Abstract & Commentary
Acute HIV Infection a Common Cause of Fever in Africa
By Dean L. Winslow, MD, FACP, FIDSA
Clinical Professor of Medicine and Pediatrics Division of Infectious Diseases and Geographic Medicine, Stanford University School of Medicine, Associate Editor, Infectious Disease Alert
Dr. Winslow is a consultant for Siemens Diagnostic.
SYNOPSIS: Among 3602 young adults from coastal Kenya, the overall prevalence of HIV-1 infection was 3.9%. Of 241 patients presenting with fever, 4 patients (1.7%) had acute HIV infection (AHI). 1 of 265 (0.4%) of non-febrile patients had AHI. Malaria was confirmed by PCR in 4 (1.7%) of the febrile patients.
SOURCE: Sanders EJ, et al. Acute HIV-1 infection is as common as malaria in young febrile adults seeking care in coastal Kenya. AIDS 2014;28:357-63.
Between February and July 2013, 3602 young adults were screened for this study (out of 8013 young adults seeking care). Overall 24.9% of patients met criteria for AHI risk. 3.9% of these patients were found to have previously undiagnosed HIV infection using a combination antibody and p24 antigen assay. (Patients with "prevalent" HIV infection had HIV antibodies present on the initial test. Patients with AHI had initially negative or positive p24 antigen with negative antibodies and were subsequently found to seroconvert 2-4 weeks following enrollment.) Patients with prevalent HIV infection were more likely to meet AHI risk criteria than seronegative patients (7.6% vs. 2.6%). Patients with fever were more likely to be HIV-infected than those without fever (9.1% vs. 3.3%). Of the 897 patients meeting AHI risk criteria, 375 did not enroll in the study but were more likely to be found to be HIV-infected than patients who enrolled (18.1% vs. 3.1%). Testing and counseling identified 139 patients who were found to have previously-undiagnosed prevalent HIV infection. Of the 506 HIV seronegative or serodiscordant patients enrolled (including 241 with documented fever), AHI was diagnosed in 5. AHI prevalence was 1.7% among patients with fever vs. 0.4% among patients without fever. All 5 patients (4 women and 1 man) had positive p24 antigen and negative rapid HIV-1 antibody tests at initial screening. 4/241 (1.7%) febrile HIV-1 seronegative patients had malaria confirmed by PCR and none were found to have AHI.

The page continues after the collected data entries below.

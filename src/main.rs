use std::collections::HashMap;
use std::path::PathBuf;

use anyhow::{Context, Result, anyhow, bail};
use chrono::Utc;
use tracing::{info, warn};

use nba_lens::aggregate::{Aggregator, QueryOutput};
use nba_lens::classifier::{ClassifierResult, QueryClassifier, QueryContext, RuleBasedClassifier};
use nba_lens::config::{AppConfig, init_logging};
use nba_lens::export;
use nba_lens::query::{QueryRequest, SortOrder};
use nba_lens::season_index::{SeasonIndex, is_stale, normalize_season_label};
use nba_lens::season_store;
use nba_lens::validator::QueryValidator;

const USAGE: &str = "usage: nba_lens [--db PATH] [--season YYYY-YY] [--json] [--xlsx PATH] <command>
commands:
  ask \"<question>\"
  leaderboard --metric M [--top N] [--window W] [--order asc|desc]
  scatter --x M --y M [--window W]
  compare --teams A,B [--window W]
  seasons";

#[derive(Debug, Default)]
struct CliArgs {
    db: Option<PathBuf>,
    season: Option<String>,
    json: bool,
    xlsx: Option<PathBuf>,
    command: Option<String>,
    positional: Vec<String>,
    options: HashMap<String, String>,
}

impl CliArgs {
    fn option(&self, key: &str) -> Option<&str> {
        self.options.get(key).map(String::as_str)
    }

    fn required(&self, key: &str) -> Result<&str> {
        self.option(key)
            .ok_or_else(|| anyhow!("missing --{key}\n{USAGE}"))
    }
}

fn main() -> Result<()> {
    init_logging();

    let args = parse_args(std::env::args().skip(1).collect())?;
    let Some(command) = args.command.clone() else {
        println!("{USAGE}");
        return Ok(());
    };

    let mut config = AppConfig::load()?;
    if let Some(db) = args.db.clone() {
        config.db_path = db;
    }
    if let Some(season) = args.season.as_deref() {
        config.season = Some(normalize_season_label(season).unwrap_or_else(|| season.to_string()));
    }

    let conn = season_store::open_db(&config.db_path)?;
    if command == "seasons" {
        return print_seasons(&conn);
    }

    let index = season_store::load_index(&conn)?;
    let selected = config
        .season
        .clone()
        .or_else(|| index.latest_season().map(str::to_string))
        .ok_or_else(|| {
            anyhow!(
                "no seasons stored in {}; run nba_lens_ingest first",
                config.db_path.display()
            )
        })?;
    info!(season = %selected, db = %config.db_path.display(), "selected season");

    match command.as_str() {
        "ask" => run_ask(&args, &config, &index, &selected),
        "leaderboard" => {
            let top_n = match args.option("top") {
                Some(raw) => raw
                    .trim()
                    .parse::<i64>()
                    .with_context(|| format!("invalid --top '{raw}'"))?,
                None => config.default_top_n as i64,
            };
            let order = match args.option("order") {
                Some(raw) if raw.eq_ignore_ascii_case("asc") => Some(SortOrder::Asc),
                Some(raw) if raw.eq_ignore_ascii_case("desc") => Some(SortOrder::Desc),
                Some(raw) => bail!("invalid --order '{raw}' (asc or desc)"),
                None => None,
            };
            let request = QueryRequest::Leaderboard {
                metric: args.required("metric")?.to_string(),
                top_n,
                window: args.option("window").map(str::to_string),
                order,
            };
            run_request(&args, &index, &selected, &request)
        }
        "scatter" => {
            let request = QueryRequest::Scatter {
                x_metric: args.required("x")?.to_string(),
                y_metric: args.required("y")?.to_string(),
                window: args.option("window").map(str::to_string),
            };
            run_request(&args, &index, &selected, &request)
        }
        "compare" => {
            let teams = args.required("teams")?;
            let (team_a, team_b) = teams
                .split_once(',')
                .ok_or_else(|| anyhow!("--teams expects two teams separated by a comma"))?;
            let request = QueryRequest::Compare {
                team_a: team_a.trim().to_string(),
                team_b: team_b.trim().to_string(),
                window: args.option("window").map(str::to_string),
            };
            run_request(&args, &index, &selected, &request)
        }
        other => bail!("unknown command '{other}'\n{USAGE}"),
    }
}

fn parse_args(raw: Vec<String>) -> Result<CliArgs> {
    let mut args = CliArgs::default();
    let mut iter = raw.into_iter().peekable();
    while let Some(arg) = iter.next() {
        let Some(flag) = arg.strip_prefix("--") else {
            if args.command.is_none() {
                args.command = Some(arg);
            } else {
                args.positional.push(arg);
            }
            continue;
        };
        if flag == "json" {
            args.json = true;
            continue;
        }
        let (key, value) = match flag.split_once('=') {
            Some((key, value)) => (key.to_string(), value.to_string()),
            None => {
                let value = iter
                    .next()
                    .ok_or_else(|| anyhow!("--{flag} expects a value"))?;
                (flag.to_string(), value)
            }
        };
        match key.as_str() {
            "db" => args.db = Some(PathBuf::from(value.trim())),
            "season" => args.season = Some(value.trim().to_string()),
            "xlsx" => args.xlsx = Some(PathBuf::from(value.trim())),
            _ => {
                args.options.insert(key, value);
            }
        }
    }
    Ok(args)
}

fn run_ask(args: &CliArgs, config: &AppConfig, index: &SeasonIndex, selected: &str) -> Result<()> {
    let utterance = args.positional.join(" ");
    if utterance.trim().is_empty() {
        bail!("ask expects a question\n{USAGE}");
    }
    let classifier = RuleBasedClassifier::new().with_default_top_n(config.default_top_n);
    let ctx = QueryContext {
        index,
        selected_season: selected,
    };

    match classifier.classify(&utterance, &ctx) {
        ClassifierResult::Structured(classified) => {
            if classified.season_override {
                println!("Using season {} (named in the question)", classified.season);
            }
            let dataset = index.snapshot(&classified.season)?;
            let output = Aggregator::new(&dataset).run(&classified.query)?;
            emit(args, &output)
        }
        other if args.json => {
            println!(
                "{}",
                serde_json::to_string_pretty(&other).context("serialize classifier result")?
            );
            Ok(())
        }
        ClassifierResult::Clarify {
            question,
            candidates,
            ..
        } => {
            println!("{question}");
            for (idx, spec) in candidates.iter().enumerate() {
                println!(
                    "  {}. {}",
                    idx + 1,
                    serde_json::to_string(spec).context("serialize candidate")?
                );
            }
            Ok(())
        }
        ClassifierResult::OutOfScope {
            reason,
            suggestions,
            ..
        } => {
            println!("Not supported: {reason}");
            if !suggestions.is_empty() {
                println!("Try instead:");
                for s in &suggestions {
                    println!("  - {s}");
                }
            }
            Ok(())
        }
    }
}

fn run_request(
    args: &CliArgs,
    index: &SeasonIndex,
    selected: &str,
    request: &QueryRequest,
) -> Result<()> {
    let dataset = index.snapshot(selected)?;
    if let Some(entry) = index.entry(selected)
        && entry.is_stale(Utc::now())
    {
        warn!(season = selected, fetched_at = %entry.fetched_at, "running on stale season data");
    }
    let query = QueryValidator::new(&dataset).validate(request)?;
    let output = Aggregator::new(&dataset).run(&query)?;
    emit(args, &output)
}

fn emit(args: &CliArgs, output: &QueryOutput) -> Result<()> {
    if args.json {
        println!("{}", export::to_json(output)?);
    } else {
        print_table(&export::table_rows(output));
        println!();
        for part in output.explanation.split(" | ") {
            println!("  {part}");
        }
    }
    if let Some(path) = &args.xlsx {
        export::export_xlsx(path, output)?;
        println!("Wrote {}", path.display());
    }
    Ok(())
}

fn print_table(rows: &[Vec<String>]) {
    let columns = rows.iter().map(Vec::len).max().unwrap_or(0);
    let widths: Vec<usize> = (0..columns)
        .map(|col| {
            rows.iter()
                .filter_map(|row| row.get(col))
                .map(|cell| cell.chars().count())
                .max()
                .unwrap_or(0)
        })
        .collect();
    for row in rows {
        let line = row
            .iter()
            .enumerate()
            .map(|(col, cell)| format!("{cell:<width$}", width = widths[col]))
            .collect::<Vec<_>>()
            .join("  ");
        println!("{}", line.trim_end());
    }
}

fn print_seasons(conn: &rusqlite::Connection) -> Result<()> {
    let seasons = season_store::list_seasons(conn)?;
    if seasons.is_empty() {
        println!("No seasons stored.");
        return Ok(());
    }
    let now = Utc::now();
    for s in seasons {
        let stale = is_stale(s.fetched_at, now);
        println!(
            "{}  rows={}  fetched={}{}",
            s.season,
            s.row_count,
            s.fetched_at.format("%Y-%m-%d %H:%M UTC"),
            if stale { "  (stale)" } else { "" }
        );
    }
    Ok(())
}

This study rather alarmingly shows that AHI has become as common as malaria as a cause of fever in young adults in Coastal Kenya. While great gains have been made in dissemination of antiretroviral therapy in Africa, transmission of HIV continues at a high rate. Both in the developed world and in the developing world, much HIV transmission is thought to be driven by patients with either early asymptomatic HIV infection or even acute HIV infection. Patients with AHI may be particularly efficient at transmitting HIV to others due to the very high viral loads they typically have (often running in millions of copies/mL in blood and body fluids). Awareness of the common occurrence of AHI in young adults presenting with fever, and incorporating p24 antigen testing (in addition to rapid diagnostic tests for HIV-1 antibodies) should significantly improve the early diagnosis of HIV infection. One other unique aspect of this study is that some of the screening sites were pharmacies, which could potentially initiate antiretroviral therapy at the same visit where the diagnosis of AHI was made. This would likely have the beneficial effects of reducing HIV transmission and potentially would have direct clinical benefit for the patient since some studies suggest that early treatment of AHI may favorably affect immunologic reconstitution and alter "viral set-point."